- [ABOUT THIS TASK] Repeat word for word every line of the data below, from the first through the line containing "use criterion::criterion_group;", and stop there.

- [SUPPLIED DATA]
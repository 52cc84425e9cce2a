#![warn(missing_docs)]
#![doc = include_str!("../README.md")]
#![cfg_attr(not(feature = "std"), no_std)]

extern crate alloc;

pub mod hash_map;
pub mod hash_set;
pub mod hash_table;

pub use hash_map::Entry;
pub use hash_map::HashMap;
pub use hash_set::HashSet;
pub use hash_table::HashTable;
#[cfg(feature = "stats")]
pub use hash_table::ProbeStats;

cfg_if::cfg_if! {
    if #[cfg(feature = "foldhash")] {
        /// Default [`core::hash::BuildHasher`] for [`HashMap`] and
        /// [`HashSet`].
        pub type DefaultHashBuilder = foldhash::fast::RandomState;
    } else if #[cfg(feature = "std")] {
        /// Default [`core::hash::BuildHasher`] for [`HashMap`] and
        /// [`HashSet`].
        pub type DefaultHashBuilder = std::collections::hash_map::RandomState;
    } else {
        /// Placeholder hash builder; enable the `foldhash` feature (or
        /// `std`) for a usable default, or supply a hasher via
        /// `with_hasher`.
        #[derive(Clone, Copy, Debug)]
        pub enum DefaultHashBuilder {}
    }
}
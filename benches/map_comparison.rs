use core::hash::Hash;
use core::hash::Hasher;
use core::hint::black_box;

use criterion::AxisScale;
use criterion::BatchSize;
use criterion::Criterion;
use criterion::PlotConfiguration;
use criterion::Throughput;
use criterion::criterion_group;
use criterion::criterion_main;
use hashbrown::hash_table::Entry as HashbrownEntry;
use hashbrown::hash_table::HashTable as HashbrownHashTable;
use rand::Rng;
use rand::SeedableRng;
use rand::TryRngCore;
use rand::rngs::OsRng;
use rand::rngs::SmallRng;
use rand::seq::SliceRandom;
use rand_distr::Zipf;
use robin_hash::HashTable as RobinHashTable;
use siphasher::sip::SipHasher;

trait KeyValuePair: Clone {
    fn new(key: u64) -> Self;

    fn hash_key(&self) -> u64;
    fn eq_key(&self, other: &Self) -> bool;
}

#[derive(Clone)]
struct TestItem {
    key: String,
    _value: u64,
}

impl KeyValuePair for TestItem {
    fn new(key: u64) -> Self {
        black_box(Self {
            key: format!("key_{:016X}", key),
            _value: key,
        })
    }

    fn hash_key(&self) -> u64 {
        let mut hasher = SipHasher::new();
        self.key.hash(&mut hasher);
        hasher.finish()
    }

    fn eq_key(&self, other: &Self) -> bool {
        self.key == other.key
    }
}

#[derive(Clone)]
struct SmallTestItem {
    key: u64,
}

impl KeyValuePair for SmallTestItem {
    fn new(key: u64) -> Self {
        black_box(Self { key })
    }

    fn hash_key(&self) -> u64 {
        let mut hasher = SipHasher::new();
        self.key.hash(&mut hasher);
        hasher.finish()
    }

    fn eq_key(&self, other: &Self) -> bool {
        self.key == other.key
    }
}

const SIZES: &[usize] = &[(1 << 10), (1 << 12), (1 << 14), (1 << 16)];

fn bench_insert_random<TestItem: KeyValuePair>(c: &mut Criterion) {
    let mut group = c.benchmark_group(format!(
        "insert_random_{}",
        core::any::type_name::<TestItem>()
    ));
    group.plot_config(PlotConfiguration::default().summary_scale(AxisScale::Logarithmic));

    let mut rng = OsRng;

    for size in SIZES {
        let hash_and_item = (0..*size)
            .map(|_| {
                let key = rng.try_next_u64().unwrap();
                let item = TestItem::new(key);
                let hash = item.hash_key();
                (hash, item)
            })
            .collect::<Vec<(u64, TestItem)>>();

        group.throughput(Throughput::Elements(*size as u64));
        group.bench_function(format!("robin_hash/{size}"), |b| {
            b.iter_batched(
                || {
                    let mut hash_and_item = hash_and_item.clone();
                    hash_and_item.shuffle(&mut SmallRng::from_os_rng());
                    hash_and_item
                },
                |hash_and_item| {
                    let mut table = RobinHashTable::<TestItem>::with_capacity(0);
                    for (hash, item) in hash_and_item {
                        match table.entry(hash, |v| v.eq_key(&item)) {
                            robin_hash::hash_table::Entry::Vacant(entry) => {
                                black_box(entry.insert(item));
                            }
                            robin_hash::hash_table::Entry::Occupied(_) => unreachable!(),
                        }
                    }
                    black_box(table)
                },
                BatchSize::SmallInput,
            )
        });

        group.bench_function(format!("hashbrown/{size}"), |b| {
            b.iter_batched(
                || {
                    let mut hash_and_item = hash_and_item.clone();
                    hash_and_item.shuffle(&mut SmallRng::from_os_rng());
                    hash_and_item
                },
                |hash_and_item| {
                    let mut table = HashbrownHashTable::with_capacity(0);
                    for (hash, item) in hash_and_item {
                        match table.entry(hash, |v: &TestItem| v.eq_key(&item), |v| v.hash_key()) {
                            HashbrownEntry::Vacant(entry) => {
                                black_box(entry.insert(item));
                            }
                            HashbrownEntry::Occupied(_) => unreachable!(),
                        }
                    }
                    black_box(table)
                },
                BatchSize::SmallInput,
            )
        });
    }

    group.finish();
}

fn bench_collect_find<TestItem: KeyValuePair>(c: &mut Criterion) {
    let mut group = c.benchmark_group(format!(
        "collect_find_{}",
        core::any::type_name::<TestItem>()
    ));
    group.plot_config(PlotConfiguration::default().summary_scale(AxisScale::Logarithmic));

    for size in SIZES {
        let hash_and_item = (0..*size)
            .map(|i| {
                let item = TestItem::new(i as u64);
                let hash = item.hash_key();
                (hash, item)
            })
            .collect::<Vec<(u64, TestItem)>>();

        group.throughput(Throughput::Elements(*size as u64));
        group.bench_function(format!("robin_hash/{size}"), |b| {
            b.iter_batched(
                || hash_and_item.clone(),
                |hash_and_item| {
                    let mut table = RobinHashTable::<TestItem>::with_capacity(0);
                    for (hash, item) in hash_and_item.iter().cloned() {
                        table.entry(hash, |v| v.eq_key(&item)).or_insert(item);
                    }

                    for (hash, item) in hash_and_item.iter() {
                        black_box(table.find(*hash, |v| v.eq_key(item)));
                    }
                    black_box(table)
                },
                BatchSize::SmallInput,
            )
        });

        group.bench_function(format!("hashbrown/{size}"), |b| {
            b.iter_batched(
                || hash_and_item.clone(),
                |hash_and_item| {
                    let mut table = HashbrownHashTable::<TestItem>::with_capacity(0);
                    for (hash, item) in hash_and_item.iter().cloned() {
                        match table.entry(hash, |v| v.eq_key(&item), |v| v.hash_key()) {
                            HashbrownEntry::Vacant(entry) => {
                                entry.insert(item);
                            }
                            HashbrownEntry::Occupied(_) => unreachable!(),
                        }
                    }

                    for (hash, item) in hash_and_item.iter() {
                        black_box(table.find(*hash, |v| v.eq_key(item)));
                    }
                    black_box(table)
                },
                BatchSize::SmallInput,
            )
        });
    }

    group.finish();
}

/// Zipf-distributed read-heavy churn: mostly lookups of hot keys, with a
/// small fraction of remove/reinsert pairs to generate tombstones.
fn bench_zipf_churn(c: &mut Criterion) {
    let mut group = c.benchmark_group("zipf_churn");
    group.plot_config(PlotConfiguration::default().summary_scale(AxisScale::Logarithmic));

    for size in SIZES {
        let zipf = Zipf::new(*size as f64, 1.03).unwrap();
        let mut rng = SmallRng::from_os_rng();
        let ops: Vec<(u64, u64, bool)> = (0..*size * 4)
            .map(|_| {
                let key = rng.sample(&zipf) as u64;
                let item = SmallTestItem::new(key);
                (item.hash_key(), key, rng.random_ratio(1, 16))
            })
            .collect();

        let base: Vec<(u64, SmallTestItem)> = (1..=*size as u64)
            .map(|key| {
                let item = SmallTestItem::new(key);
                (item.hash_key(), item)
            })
            .collect();

        group.throughput(Throughput::Elements(ops.len() as u64));
        group.bench_function(format!("robin_hash/{size}"), |b| {
            b.iter_batched(
                || {
                    let mut table = RobinHashTable::<SmallTestItem>::with_capacity(*size);
                    for (hash, item) in base.iter().cloned() {
                        table.entry(hash, |v| v.eq_key(&item)).or_insert(item);
                    }
                    table
                },
                |mut table| {
                    for &(hash, key, mutate) in &ops {
                        if mutate {
                            black_box(table.remove(hash, |v| v.key == key));
                            table
                                .entry(hash, |v| v.key == key)
                                .or_insert(SmallTestItem { key });
                        } else {
                            black_box(table.find(hash, |v| v.key == key));
                        }
                    }
                    table
                },
                BatchSize::SmallInput,
            )
        });

        group.bench_function(format!("hashbrown/{size}"), |b| {
            b.iter_batched(
                || {
                    let mut table = HashbrownHashTable::<SmallTestItem>::with_capacity(*size);
                    for (hash, item) in base.iter().cloned() {
                        if let HashbrownEntry::Vacant(entry) =
                            table.entry(hash, |v| v.eq_key(&item), |v| v.hash_key())
                        {
                            entry.insert(item);
                        }
                    }
                    table
                },
                |mut table| {
                    for &(hash, key, mutate) in &ops {
                        if mutate {
                            if let Ok(entry) = table.find_entry(hash, |v| v.key == key) {
                                black_box(entry.remove());
                            }
                            if let HashbrownEntry::Vacant(entry) =
                                table.entry(hash, |v| v.key == key, |v| v.hash_key())
                            {
                                entry.insert(SmallTestItem { key });
                            }
                        } else {
                            black_box(table.find(hash, |v| v.key == key));
                        }
                    }
                    table
                },
                BatchSize::SmallInput,
            )
        });
    }

    group.finish();
}

fn bench_small(c: &mut Criterion) {
    bench_insert_random::<SmallTestItem>(c);
    bench_collect_find::<SmallTestItem>(c);
}

fn bench_string_keys(c: &mut Criterion) {
    bench_insert_random::<TestItem>(c);
    bench_collect_find::<TestItem>(c);
}

criterion_group!(benches, bench_small, bench_string_keys, bench_zipf_churn);
criterion_main!(benches);
use async_trait::async_trait;
use burrow_core::repository::{Repository, Result, UrlRecord};
use burrow_core::{ShortCode, StorageError};
use dashmap::mapref::entry::Entry;
use dashmap::DashMap;
use jiff::Timestamp;
use tracing::debug;

/// Process-local [`Repository`] on a sharded [`DashMap`].
///
/// Every check-then-act (insert if vacant, delete if expired) runs under the
/// shard lock of the key involved, so concurrent callers see each operation
/// as atomic.
#[derive(Debug, Default)]
pub struct InMemoryRepository {
    entries: DashMap<ShortCode, UrlRecord>,
}

impl InMemoryRepository {
    pub fn new() -> Self {
        Self::default()
    }

    /// Counts expired records that have not been purged yet.
    pub fn len(&self) -> usize {
        self.entries.len()
    }

    pub fn is_empty(&self) -> bool {
        self.entries.is_empty()
    }
}

#[async_trait]
impl Repository for InMemoryRepository {
    async fn insert(&self, code: &ShortCode, record: UrlRecord) -> Result<()> {
        let Entry::Vacant(slot) = self.entries.entry(code.clone()) else {
            return Err(StorageError::Conflict(code.to_string()));
        };
        slot.insert(record);
        Ok(())
    }

    async fn get(&self, code: &ShortCode) -> Result<Option<UrlRecord>> {
        Ok(self.entries.get(code).map(|found| found.value().clone()))
    }

    async fn delete(&self, code: &ShortCode) -> Result<bool> {
        Ok(self.entries.remove(code).is_some())
    }

    async fn delete_expired(&self, code: &ShortCode, now: Timestamp) -> Result<bool> {
        let removed = self
            .entries
            .remove_if(code, |_, record| record.is_expired_at(now));
        Ok(removed.is_some())
    }

    async fn purge_expired(&self, now: Timestamp) -> Result<u64> {
        let mut purged = 0u64;
        self.entries.retain(|_, record| {
            let expired = record.is_expired_at(now);
            purged += u64::from(expired);
            !expired
        });

        debug!(purged, remaining = self.entries.len(), "memory purge");
        Ok(purged)
    }
}
use crate::error::CacheError;
use crate::repository::UrlRecord;
use crate::shortcode::ShortCode;
use async_trait::async_trait;
use std::time::Duration;

pub type Result<T> = std::result::Result<T, CacheError>;

/// Fast, lossy lookup in front of the [`Repository`](crate::Repository).
///
/// A cache may forget anything at any time, and every call may fail. The
/// resolver treats a failure exactly like a miss, so implementations should
/// report errors rather than hide them.
#[async_trait]
pub trait UrlCache: Send + Sync + 'static {
    /// `Ok(None)` on a miss.
    async fn fetch(&self, code: &ShortCode) -> Result<Option<UrlRecord>>;

    /// Inserts or replaces the entry for `code`.
    ///
    /// With `ttl` set the entry must not be served after it elapses. With
    /// `None` the backend's own retention applies.
    async fn store(&self, code: &ShortCode, record: &UrlRecord, ttl: Option<Duration>)
        -> Result<()>;

    /// Drops the entry for `code`. Evicting a missing entry succeeds.
    async fn evict(&self, code: &ShortCode) -> Result<()>;
}
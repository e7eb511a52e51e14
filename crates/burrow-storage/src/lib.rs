//! [`Repository`] backends: [`InMemoryRepository`] for tests and single
//! processes, [`MySqlRepository`] for anything that must survive a restart.

pub mod memory;
pub mod mysql;

pub use burrow_core::repository::{Repository, Result, UrlRecord};
pub use burrow_core::StorageError;
pub use memory::InMemoryRepository;
pub use mysql::MySqlRepository;
use thiserror::Error;

/// Errors returned when constructing a generator.
#[derive(Debug, Clone, Error, PartialEq, Eq)]
pub enum Error {
    #[error("invalid code length {length}; expected {min}..={max}")]
    InvalidLength {
        length: usize,
        min: usize,
        max: usize,
    },
    #[error("obfuscation multiplier {0:#x} must be odd")]
    EvenMultiplier(u64),
}
//! Short code generators.
//!
//! A [`Generator`] only produces candidates; it never talks to storage.
//! Uniqueness is either structural ([`SeqGenerator`]) or probabilistic
//! ([`RandomGenerator`]), and in both cases the durable store's uniqueness
//! constraint is the final arbiter.

pub mod error;
pub mod random;
pub mod seq;

pub use error::Error;
pub use random::RandomGenerator;
pub use seq::{Obfuscator, SeqGenerator};

use burrow_core::ShortCode;

/// Trait for generating short codes.
///
/// Implementations are pure generators that don't interact with storage.
///
/// Implementations can vary from simple random generators to
/// distributed ID generators (e.g., Snowflake, UUID, etc.)
pub trait Generator: Send + Sync + 'static {
    type Output: Into<ShortCode>;
    /// Generates a candidate short code.
    ///
    /// Two calls should return different codes with overwhelming probability.
    fn generate(&self) -> Self::Output;
}

/// One of the built-in generators, chosen at startup.
#[derive(Debug)]
pub enum CodeGenerator {
    Random(RandomGenerator),
    Seq(SeqGenerator),
}

impl CodeGenerator {
    /// Next sequence number of a [`SeqGenerator`]; `None` for random codes.
    pub fn seq_position(&self) -> Option<u64> {
        match self {
            CodeGenerator::Random(_) => None,
            CodeGenerator::Seq(generator) => Some(generator.position()),
        }
    }
}

impl Generator for CodeGenerator {
    type Output = ShortCode;

    fn generate(&self) -> ShortCode {
        match self {
            CodeGenerator::Random(generator) => generator.generate(),
            CodeGenerator::Seq(generator) => generator.generate().into(),
        }
    }
}

impl From<RandomGenerator> for CodeGenerator {
    fn from(generator: RandomGenerator) -> Self {
        CodeGenerator::Random(generator)
    }
}

impl From<SeqGenerator> for CodeGenerator {
    fn from(generator: SeqGenerator) -> Self {
        CodeGenerator::Seq(generator)
    }
}
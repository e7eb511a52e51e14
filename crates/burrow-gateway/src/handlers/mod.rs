mod health;
mod url;

pub use health::health_handler;
pub use url::{delete_handler, resolve_handler, shorten_handler};
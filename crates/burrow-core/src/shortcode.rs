use crate::base58::Base58Code;
use crate::error::CoreError;
use serde::{Deserialize, Deserializer, Serialize, Serializer};
use smol_str::SmolStr;
use std::fmt;
use std::str::FromStr;

pub const MIN_LENGTH: usize = 3;
pub const MAX_LENGTH: usize = 32;

/// Identifier of a mapping, the last path segment of a short URL.
///
/// Parsed codes are `[A-Za-z0-9_-]{3,32}`. Generated codes skip the check;
/// both kinds compare equal when their text matches.
#[derive(Clone, Debug, PartialEq, Eq, Hash, PartialOrd, Ord)]
pub struct ShortCode(SmolStr);

impl ShortCode {
    pub fn new(code: impl AsRef<str>) -> Result<Self, CoreError> {
        code.as_ref().parse()
    }

    /// For generator output that is valid by construction.
    pub fn new_unchecked(code: impl AsRef<str>) -> Self {
        Self(SmolStr::new(code))
    }

    pub fn as_str(&self) -> &str {
        &self.0
    }

    /// `base_url` joined with the code, tolerating a trailing slash.
    pub fn to_url(&self, base_url: &str) -> String {
        let base = base_url.strip_suffix('/').unwrap_or(base_url);
        format!("{base}/{}", self.0)
    }
}

fn is_code_char(c: char) -> bool {
    matches!(c, 'a'..='z' | 'A'..='Z' | '0'..='9' | '-' | '_')
}

impl FromStr for ShortCode {
    type Err = CoreError;

    fn from_str(s: &str) -> Result<Self, Self::Err> {
        if let Some((position, found)) = s.char_indices().find(|&(_, c)| !is_code_char(c)) {
            return Err(CoreError::ShortCodeCharacter { found, position });
        }
        // Only ASCII is left, so bytes == chars.
        if !(MIN_LENGTH..=MAX_LENGTH).contains(&s.len()) {
            return Err(CoreError::ShortCodeLength {
                len: s.len(),
                min: MIN_LENGTH,
                max: MAX_LENGTH,
            });
        }
        Ok(Self(SmolStr::new(s)))
    }
}

impl From<Base58Code> for ShortCode {
    fn from(code: Base58Code) -> Self {
        Self(code.into_inner())
    }
}

impl AsRef<str> for ShortCode {
    fn as_ref(&self) -> &str {
        &self.0
    }
}

impl fmt::Display for ShortCode {
    fn fmt(&self, f: &mut fmt::Formatter<'_>) -> fmt::Result {
        f.write_str(&self.0)
    }
}

impl Serialize for ShortCode {
    fn serialize<S: Serializer>(&self, serializer: S) -> Result<S::Ok, S::Error> {
        serializer.serialize_str(&self.0)
    }
}

impl<'de> Deserialize<'de> for ShortCode {
    fn deserialize<D: Deserializer<'de>>(deserializer: D) -> Result<Self, D::Error> {
        let raw = String::deserialize(deserializer)?;
        raw.parse().map_err(serde::de::Error::custom)
    }
}
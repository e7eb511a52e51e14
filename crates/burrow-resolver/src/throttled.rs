use crate::error::{Result, ServiceError};
use crate::resolver::{Resolver, ShortenParams};
use async_trait::async_trait;
use burrow_core::{ShortCode, UrlRecord};
use burrow_limiter::TokenBucket;
use std::sync::Arc;
use std::time::Duration;
use tracing::debug;

/// One token per admitted operation, taken from a shared bucket.
///
/// Without a timeout a caller waits as long as it takes; with one, a caller
/// that cannot be admitted in time fails with
/// [`ServiceError::AdmissionCancelled`].
#[derive(Debug, Clone)]
pub struct Admission {
    bucket: Arc<TokenBucket>,
    timeout: Option<Duration>,
}

impl Admission {
    pub fn new(bucket: Arc<TokenBucket>) -> Self {
        Self {
            bucket,
            timeout: None,
        }
    }

    pub fn with_timeout(mut self, timeout: Duration) -> Self {
        self.timeout = Some(timeout);
        self
    }

    pub fn bucket(&self) -> &Arc<TokenBucket> {
        &self.bucket
    }

    pub fn timeout(&self) -> Option<Duration> {
        self.timeout
    }

    pub async fn admit(&self) -> Result<()> {
        let admitted = match self.timeout {
            Some(timeout) => self.bucket.acquire(tokio::time::sleep(timeout)).await,
            None => self.bucket.acquire(std::future::pending()).await,
        };

        admitted.map_err(|e| {
            debug!(error = %e, "Request not admitted");
            ServiceError::AdmissionCancelled
        })
    }
}

/// Admission gate in front of a [`Resolver`].
///
/// Every operation is admitted before it reaches the inner resolver, so
/// rejected input still costs a token. Transports that parse requests
/// themselves should admit with a shared [`Admission`] before parsing and
/// call the inner resolver directly.
#[derive(Debug, Clone)]
pub struct Throttled<S> {
    inner: S,
    admission: Admission,
}

impl<S> Throttled<S> {
    pub fn new(inner: S, bucket: Arc<TokenBucket>) -> Self {
        Self::with_admission(inner, Admission::new(bucket))
    }

    pub fn with_admission(inner: S, admission: Admission) -> Self {
        Self { inner, admission }
    }

    pub fn with_admission_timeout(mut self, timeout: Duration) -> Self {
        self.admission = self.admission.with_timeout(timeout);
        self
    }

    pub fn inner(&self) -> &S {
        &self.inner
    }

    pub fn bucket(&self) -> &Arc<TokenBucket> {
        self.admission.bucket()
    }

    async fn admit(&self) -> Result<()> {
        self.admission.admit().await
    }
}

#[async_trait]
impl<S: Resolver> Resolver for Throttled<S> {
    async fn shorten(&self, params: ShortenParams) -> Result<ShortCode> {
        self.admit().await?;
        self.inner.shorten(params).await
    }

    async fn resolve(&self, code: &ShortCode) -> Result<UrlRecord> {
        self.admit().await?;
        self.inner.resolve(code).await
    }

    async fn delete(&self, code: &ShortCode) -> Result<()> {
        self.admit().await?;
        self.inner.delete(code).await
    }
}
use crate::error::Error;
use crate::Generator;
use burrow_core::base58::ALPHABET;
use burrow_core::shortcode::{MAX_LENGTH, MIN_LENGTH};
use burrow_core::ShortCode;
use rand::Rng;

/// Default code length. 58^7 is about 2.2e12 codes.
pub const DEFAULT_LENGTH: usize = 7;

/// Draws each character of the code uniformly from the base58 alphabet.
///
/// Random codes can collide; callers are expected to detect a collision
/// through the store and ask for another code.
#[derive(Debug, Clone)]
pub struct RandomGenerator {
    length: usize,
}

impl RandomGenerator {
    pub fn new(length: usize) -> Result<Self, Error> {
        if !(MIN_LENGTH..=MAX_LENGTH).contains(&length) {
            return Err(Error::InvalidLength {
                length,
                min: MIN_LENGTH,
                max: MAX_LENGTH,
            });
        }
        Ok(Self { length })
    }

    pub fn length(&self) -> usize {
        self.length
    }
}

impl Default for RandomGenerator {
    fn default() -> Self {
        Self {
            length: DEFAULT_LENGTH,
        }
    }
}

impl Generator for RandomGenerator {
    type Output = ShortCode;

    fn generate(&self) -> ShortCode {
        let mut rng = rand::thread_rng();
        let code: String = (0..self.length)
            .map(|_| ALPHABET[rng.gen_range(0..ALPHABET.len())] as char)
            .collect();
        ShortCode::new_unchecked(code)
    }
}
//! Token-bucket admission control.

mod bucket;
pub mod error;

pub use bucket::{TokenBucket, TokenBucketSettings};
pub use error::Error;
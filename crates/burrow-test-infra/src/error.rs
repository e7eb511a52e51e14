use thiserror::Error;

#[derive(Debug, Error)]
pub enum TestInfraError {
    #[error("failed to run container: {0}")]
    Container(#[from] testcontainers::TestcontainersError),

    #[error("{service} never accepted a client")]
    NotReady { service: &'static str },
}

pub type Result<T> = std::result::Result<T, TestInfraError>;
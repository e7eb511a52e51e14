//! The URL resolution core: shorten, resolve and delete on top of a durable
//! [`Repository`](burrow_core::Repository) and a best-effort
//! [`UrlCache`](burrow_core::UrlCache).
//!
//! [`ResolverService`] implements the cache-aside read path and lazy
//! expiration, [`Throttled`] puts a token bucket in front of any
//! [`Resolver`], and [`Sweeper`] optionally purges expired records in the
//! background.

pub mod error;
pub mod resolver;
pub mod service;
pub mod sweeper;
pub mod throttled;

pub use error::{Result, ServiceError};
pub use resolver::{Resolver, ShortenParams};
pub use service::{ResolverService, ResolverSettings, MAX_URL_LENGTH};
pub use sweeper::Sweeper;
pub use throttled::{Admission, Throttled};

- [SOLUTION FOR THIS EXERCISE]
repository 52cc84425e9cce2a
#![warn(missing_docs)]
#![doc = include_str!("../README.md")]
#![cfg_attr(not(feature = "std"), no_std)]

extern crate alloc;

pub mod hash_map;
pub mod hash_set;
pub mod hash_table;

pub use hash_map::Entry;
pub use hash_map::HashMap;
pub use hash_set::HashSet;
pub use hash_table::HashTable;
#[cfg(feature = "stats")]
pub use hash_table::ProbeStats;

cfg_if::cfg_if! {
    if #[cfg(feature = "foldhash")] {
        /// Default [`core::hash::BuildHasher`] for [`HashMap`] and
        /// [`HashSet`].
        pub type DefaultHashBuilder = foldhash::fast::RandomState;
    } else if #[cfg(feature = "std")] {
        /// Default [`core::hash::BuildHasher`] for [`HashMap`] and
        /// [`HashSet`].
        pub type DefaultHashBuilder = std::collections::hash_map::RandomState;
    } else {
        /// Placeholder hash builder; enable the `foldhash` feature (or
        /// `std`) for a usable default, or supply a hasher via
        /// `with_hasher`.
        #[derive(Clone, Copy, Debug)]
        pub enum DefaultHashBuilder {}
    }
}
filename benches/map_comparison.rs
use core::hash::Hash;
use core::hash::Hasher;
use core::hint::black_box;

use criterion::AxisScale;
use criterion::BatchSize;
use criterion::Criterion;
use criterion::PlotConfiguration;
use criterion::Throughput;
use criterion::criterion_group;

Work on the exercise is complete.